- _Action item_
Set down again exactly the lines of the listing below that fall between the line holding "pub trait Middleware: Send" and the line holding "pub fn new(middleware: &'a", inclusive.

──────── Data to use ────────

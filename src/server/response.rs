use http::StatusCode;
use serde::Serialize;
use serde_json::{json, Value};
use tracing::error;

/// Response produced by handlers and middleware, written to the wire by the server.
#[derive(Debug, Clone, PartialEq, Eq)]
pub struct Response {
    pub status: StatusCode,
    /// Header list; names may repeat (`Set-Cookie`).
    pub headers: Vec<(String, String)>,
    pub body: Vec<u8>,
}

impl Response {
    #[must_use]
    pub fn new(status: StatusCode) -> Self {
        Self {
            status,
            headers: Vec::new(),
            body: Vec::new(),
        }
    }

    /// Serialize `body` as the JSON payload.
    ///
    /// A serialization failure is logged and turned into a bare 500 so a handler
    /// can never panic while rendering its own output.
    pub fn json<T: Serialize + ?Sized>(status: StatusCode, body: &T) -> Self {
        match serde_json::to_vec(body) {
            Ok(bytes) => Self {
                status,
                headers: vec![("Content-Type".to_string(), "application/json".to_string())],
                body: bytes,
            },
            Err(e) => {
                error!(error = %e, "Failed to serialize response body");
                Self::error(StatusCode::INTERNAL_SERVER_ERROR, "Internal server error")
            }
        }
    }

    /// `{"error": message}` with the given status.
    pub fn error(status: StatusCode, message: &str) -> Self {
        let body = json!({ "error": message }).to_string().into_bytes();
        Self {
            status,
            headers: vec![("Content-Type".to_string(), "application/json".to_string())],
            body,
        }
    }

    #[must_use]
    pub fn no_content() -> Self {
        Self::new(StatusCode::NO_CONTENT)
    }

    /// 307 Temporary Redirect to `location`.
    #[must_use]
    pub fn redirect(location: &str) -> Self {
        let mut res = Self::new(StatusCode::TEMPORARY_REDIRECT);
        res.set_header("Location", location);
        res
    }

    /// Replace every header named `name` with one value.
    pub fn set_header(&mut self, name: &str, value: &str) {
        self.headers.retain(|(k, _)| !k.eq_ignore_ascii_case(name));
        self.headers.push((name.to_string(), value.to_string()));
    }

    /// Add a header without touching existing ones of the same name.
    pub fn append_header(&mut self, name: &str, value: &str) {
        self.headers.push((name.to_string(), value.to_string()));
    }

    #[must_use]
    pub fn with_header(mut self, name: &str, value: &str) -> Self {
        self.append_header(name, value);
        self
    }

    #[must_use]
    pub fn header(&self, name: &str) -> Option<&str> {
        self.headers
            .iter()
            .find(|(k, _)| k.eq_ignore_ascii_case(name))
            .map(|(_, v)| v.as_str())
    }

    pub fn header_values<'a>(&'a self, name: &'a str) -> impl Iterator<Item = &'a str> + 'a {
        self.headers
            .iter()
            .filter(move |(k, _)| k.eq_ignore_ascii_case(name))
            .map(|(_, v)| v.as_str())
    }

    /// Parse the body back into JSON, `Value::Null` when empty or not JSON.
    #[must_use]
    pub fn body_json(&self) -> Value {
        serde_json::from_slice(&self.body).unwrap_or(Value::Null)
    }

    /// Convert into a `tiny_http` response. Headers with bytes `tiny_http`
    /// refuses are dropped with a log line.
    pub fn into_tiny_http(self) -> tiny_http::Response<std::io::Cursor<Vec<u8>>> {
        let mut out = tiny_http::Response::from_data(self.body)
            .with_status_code(tiny_http::StatusCode(self.status.as_u16()));
        for (name, value) in &self.headers {
            match tiny_http::Header::from_bytes(name.as_bytes(), value.as_bytes()) {
                Ok(h) => out.add_header(h),
                Err(()) => error!(header = %name, "Dropping invalid response header"),
            }
        }
        out
    }
}
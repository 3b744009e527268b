use std::sync::Arc;

use crate::server::{Request, Response};

/// Anything that turns a request into a response.
///
/// Implemented for every `Fn(Request) -> Response + Send + Sync`, so plain
/// closures register as route handlers.
pub trait Handler: Send + Sync {
    fn call(&self, req: Request) -> Response;
}

impl<F> Handler for F
where
    F: Fn(Request) -> Response + Send + Sync,
{
    fn call(&self, req: Request) -> Response {
        self(req)
    }
}

/// Shared, type-erased handler as stored in the route table.
pub type BoxHandler = Arc<dyn Handler>;

/// Cross-cutting behavior wrapped around a handler.
///
/// An implementation may act before the inner chain, short-circuit by
/// returning without calling [`Next::run`], or post-process the response the
/// inner chain produced.
pub trait Middleware: Send + Sync {
    fn handle(&self, req: Request, next: Next<'_>) -> Response;
}

/// The remainder of a middleware chain.
///
/// `Next::new(&[m1, m2], h).run(req)` evaluates `m1(m2(h))(req)`: the first
/// middleware in the slice is the outermost.
#[derive(Clone, Copy)]
pub struct Next<'a> {
    middleware: &'a [Arc<dyn Middleware>],
    endpoint: &'a dyn Handler,
}

impl<'a> Next<'a> {
    pub fn new(middleware: &'a [Arc<dyn Middleware>], endpoint: &'a dyn Handler) -> Self {
        Self {
            middleware,
            endpoint,
        }
    }

    /// Hand the request to the next layer, or to the endpoint when none is left.
    pub fn run(self, req: Request) -> Response {
        match self.middleware.split_first() {
            Some((current, rest)) => current.handle(
                req,
                Next {
                    middleware: rest,
                    endpoint: self.endpoint,
                },
            ),
            None => self.endpoint.call(req),
        }
    }
}
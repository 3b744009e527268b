use clap::Parser;
use todo_api::cli::{run_cli, Cli};
use todo_api::logging::{init_logging, LogConfig};

fn main() -> anyhow::Result<()> {
    let cli = Cli::parse();
    // Held until exit so buffered log lines are flushed.
    let _log_guard = init_logging(&LogConfig::from_env())?;
    run_cli(cli)
}
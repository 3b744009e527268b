//! # Middleware Module
//!
//! Request middleware composes by wrapping: each [`Middleware`] receives the
//! request and a [`Next`] standing for everything inside it. For `[m1, m2]`
//! registered in that order, execution is m1-pre, m2-pre, handler, m2-post,
//! m1-post.
//!
//! ## Provided middleware
//!
//! - [`CorsMiddleware`]: global; answers pre-flight requests and decorates responses
//! - [`RecoveryMiddleware`]: converts panics in inner layers into 500
//! - [`LoggingMiddleware`]: one structured line per request with its duration
//! - [`AuthMiddleware`]: session gate for protected routes
//!
//! ## Writing middleware
//!
//! ```rust
//! use todo_api::middleware::{Middleware, Next};
//! use todo_api::server::{Request, Response};
//!
//! struct PoweredBy;
//!
//! impl Middleware for PoweredBy {
//!     fn handle(&self, req: Request, next: Next<'_>) -> Response {
//!         let mut res = next.run(req);
//!         res.set_header("X-Powered-By", "todo-api");
//!         res
//!     }
//! }
//! ```

mod auth;
mod core;
mod cors;
mod logging;
mod recovery;

pub use auth::AuthMiddleware;
pub use core::{BoxHandler, Handler, Middleware, Next};
pub use cors::{CorsConfigError, CorsMiddleware, CorsMiddlewareBuilder};
pub use logging::LoggingMiddleware;
pub use recovery::{panic_message, RecoveryMiddleware};
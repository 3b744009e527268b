//! Strongly typed identifiers.
//!
//! Request ids are ULIDs so log lines sort by arrival. Entity ids are the
//! store-assigned `BIGSERIAL` values wrapped in newtypes so a todo id can never be
//! passed where a user id is expected.

use serde::{Deserialize, Deserializer, Serialize, Serializer};
use std::fmt::{Display, Formatter};
use std::num::ParseIntError;
use std::str::FromStr;

/// Request identifier backed by ULID.
#[derive(Clone, Copy, Eq, PartialEq, Hash, Debug)]
pub struct RequestId(pub ulid::Ulid);

impl RequestId {
    pub fn new() -> Self {
        Self(ulid::Ulid::new())
    }

    /// Reuse an inbound `X-Request-Id` when it is a valid ULID, otherwise mint one.
    pub fn from_header_or_new(header_value: Option<&str>) -> Self {
        header_value
            .and_then(|s| s.parse::<RequestId>().ok())
            .unwrap_or_default()
    }
}

impl Default for RequestId {
    fn default() -> Self {
        Self::new()
    }
}

impl Display for RequestId {
    fn fmt(&self, f: &mut Formatter<'_>) -> std::fmt::Result {
        Display::fmt(&self.0, f)
    }
}

impl FromStr for RequestId {
    type Err = ulid::DecodeError;

    fn from_str(s: &str) -> Result<Self, Self::Err> {
        ulid::Ulid::from_string(s).map(RequestId)
    }
}

impl Serialize for RequestId {
    fn serialize<S: Serializer>(&self, serializer: S) -> Result<S::Ok, S::Error> {
        serializer.collect_str(self)
    }
}

impl<'de> Deserialize<'de> for RequestId {
    fn deserialize<D: Deserializer<'de>>(deserializer: D) -> Result<Self, D::Error> {
        let s = String::deserialize(deserializer)?;
        s.parse::<RequestId>()
            .map_err(|_| serde::de::Error::custom("invalid request id"))
    }
}

/// Error returned when a path segment is not a usable entity id.
#[derive(Debug, Clone, PartialEq, Eq, thiserror::Error)]
pub enum IdParseError {
    #[error("not an integer: {0}")]
    NotAnInteger(#[from] ParseIntError),
    #[error("ids cannot be negative")]
    Negative,
}

macro_rules! entity_id {
    ($(#[$doc:meta])* $name:ident) => {
        $(#[$doc])*
        #[derive(Clone, Copy, Eq, PartialEq, Ord, PartialOrd, Hash, Debug, Serialize, Deserialize)]
        #[serde(transparent)]
        pub struct $name(pub i64);

        impl $name {
            #[inline]
            #[must_use]
            pub fn get(self) -> i64 {
                self.0
            }
        }

        impl Display for $name {
            fn fmt(&self, f: &mut Formatter<'_>) -> std::fmt::Result {
                Display::fmt(&self.0, f)
            }
        }

        impl FromStr for $name {
            type Err = IdParseError;

            fn from_str(s: &str) -> Result<Self, Self::Err> {
                let raw: i64 = s.trim().parse()?;
                if raw < 0 {
                    return Err(IdParseError::Negative);
                }
                Ok(Self(raw))
            }
        }

        impl From<i64> for $name {
            fn from(raw: i64) -> Self {
                Self(raw)
            }
        }
    };
}

entity_id!(
    /// Primary key of a `todos` row.
    TodoId
);
entity_id!(
    /// Primary key of a `users` row.
    UserId
);
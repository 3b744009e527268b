use thiserror::Error;

/// Rejected CORS configuration, returned by `CorsMiddlewareBuilder::build()`.
#[derive(Debug, Clone, PartialEq, Eq, Error)]
pub enum CorsConfigError {
    /// `*` together with `allow_credentials(true)`; browsers refuse that combination.
    #[error("CORS configuration error: wildcard origin (*) cannot be combined with credentials")]
    WildcardWithCredentials,
    /// An origin that is not `scheme://host[:port]`.
    #[error("CORS configuration error: invalid origin '{origin}', expected scheme://host[:port]")]
    InvalidOrigin { origin: String },
    /// Credentials were requested but no origin was listed.
    #[error("CORS configuration error: credentials require at least one allowed origin")]
    EmptyOriginsWithCredentials,
}
use std::sync::Arc;

use tracing::info;

use super::ServiceError;
use crate::ids::UserId;
use crate::model::{OAuthProfile, User};
use crate::store::{RepoError, TxManager, UserRepository};

#[derive(Clone)]
pub struct UserService {
    repo: Arc<dyn UserRepository>,
    tx: Arc<dyn TxManager>,
}

impl UserService {
    pub fn new(repo: Arc<dyn UserRepository>, tx: Arc<dyn TxManager>) -> Self {
        Self { repo, tx }
    }

    /// Return the user linked to this provider identity, refreshing email,
    /// name and avatar when they changed, or create one on first login.
    pub fn find_or_create_from_oauth(&self, profile: &OAuthProfile) -> Result<User, ServiceError> {
        match self
            .repo
            .find_by_provider(&profile.provider, &profile.provider_id)
        {
            Ok(existing) => {
                if existing.email == profile.email
                    && existing.name == profile.name
                    && existing.avatar_url == profile.avatar_url
                {
                    return Ok(existing);
                }
                self.repo
                    .update_profile(existing.id, profile)
                    .map_err(ServiceError::from_user_repo)
            }
            Err(RepoError::NotFound) => {
                let user = self
                    .repo
                    .create(profile)
                    .map_err(ServiceError::from_user_repo)?;
                info!(user_id = %user.id, provider = %profile.provider, "User registered");
                Ok(user)
            }
            Err(e) => Err(ServiceError::Internal(e)),
        }
    }

    pub fn get(&self, id: UserId) -> Result<User, ServiceError> {
        self.repo.get(id).map_err(ServiceError::from_user_repo)
    }

    /// Delete the user and all of their todos in one transaction.
    pub fn delete_account(&self, id: UserId) -> Result<(), ServiceError> {
        self.get(id)?;

        let mut todos_removed = 0;
        self.tx
            .run_in_tx(&mut |tx| {
                todos_removed = tx.delete_todos_of(id)?;
                tx.delete_user(id)
            })
            .map_err(ServiceError::from_user_repo)?;

        info!(user_id = %id, todos_removed, "Account deleted");
        Ok(())
    }
}
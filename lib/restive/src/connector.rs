//! HTTPS connector using rustls.

use std::time::Duration;

use hyper_rustls::{HttpsConnector, HttpsConnectorBuilder};
use hyper_util::client::legacy::connect::HttpConnector;

/// Create an HTTPS connector with rustls.
///
/// Plain `http` URLs are allowed as well; HTTP/1.1 and HTTP/2 are negotiated
/// with the Mozilla root certificates.
#[must_use]
pub fn https_connector(connect_timeout: Duration) -> HttpsConnector<HttpConnector> {
    let root_store: rustls::RootCertStore =
        webpki_roots::TLS_SERVER_ROOTS.iter().cloned().collect();

    let tls_config = rustls::ClientConfig::builder()
        .with_root_certificates(root_store)
        .with_no_client_auth();

    let mut http = HttpConnector::new();
    http.enforce_http(false);
    http.set_connect_timeout(Some(connect_timeout));

    HttpsConnectorBuilder::new()
        .with_tls_config(tls_config)
        .https_or_http()
        .enable_http1()
        .enable_http2()
        .wrap_connector(http)
}
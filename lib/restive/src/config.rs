//! Timeouts and pooling for [`HyperTransport`](crate::HyperTransport).

use std::time::Duration;

/// Transport settings.
///
/// Defaults: 60s exchange, 10s connect, 32 idle connections per host kept for 90s.
#[derive(Debug, Clone, PartialEq, Eq)]
pub struct TransportConfig {
    /// Whole-exchange timeout, from dispatch until the body is read.
    pub timeout: Duration,
    /// Limit on opening a TCP and TLS connection.
    pub connect_timeout: Duration,
    /// Idle pooled connections kept per host.
    pub pool_idle_per_host: usize,
    /// How long a pooled connection may stay idle.
    pub pool_idle_timeout: Duration,
}

impl Default for TransportConfig {
    fn default() -> Self {
        Self {
            timeout: Duration::from_secs(60),
            connect_timeout: Duration::from_secs(10),
            pool_idle_per_host: 32,
            pool_idle_timeout: Duration::from_secs(90),
        }
    }
}

impl TransportConfig {
    /// Start from the defaults and override what you need.
    #[must_use]
    pub fn builder() -> TransportConfigBuilder {
        TransportConfigBuilder::default()
    }
}

/// Builder for [`TransportConfig`], starting from the defaults.
#[derive(Debug, Clone, Default)]
pub struct TransportConfigBuilder(TransportConfig);

impl TransportConfigBuilder {
    /// Give up on an exchange after `timeout`, body included.
    #[must_use]
    pub const fn timeout(mut self, timeout: Duration) -> Self {
        self.0.timeout = timeout;
        self
    }

    /// Give up on opening a connection after `timeout`.
    #[must_use]
    pub const fn connect_timeout(mut self, timeout: Duration) -> Self {
        self.0.connect_timeout = timeout;
        self
    }

    /// Keep at most `count` idle connections per host.
    #[must_use]
    pub const fn pool_idle_per_host(mut self, count: usize) -> Self {
        self.0.pool_idle_per_host = count;
        self
    }

    /// Close idle connections after `timeout`.
    #[must_use]
    pub const fn pool_idle_timeout(mut self, timeout: Duration) -> Self {
        self.0.pool_idle_timeout = timeout;
        self
    }

    /// Finish the configuration.
    #[must_use]
    pub const fn build(self) -> TransportConfig {
        self.0
    }
}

────────

- _Answer to this task_
pub trait Middleware: Send + Sync {
    fn handle(&self, req: Request, next: Next<'_>) -> Response;
}

/// The remainder of a middleware chain.
///
/// `Next::new(&[m1, m2], h).run(req)` evaluates `m1(m2(h))(req)`: the first
/// middleware in the slice is the outermost.
#[derive(Clone, Copy)]
pub struct Next<'a> {
    middleware: &'a [Arc<dyn Middleware>],
    endpoint: &'a dyn Handler,
}

impl<'a> Next<'a> {
    pub fn new(middleware: &'a [Arc<dyn Middleware>], endpoint: &'a dyn Handler) -> Self {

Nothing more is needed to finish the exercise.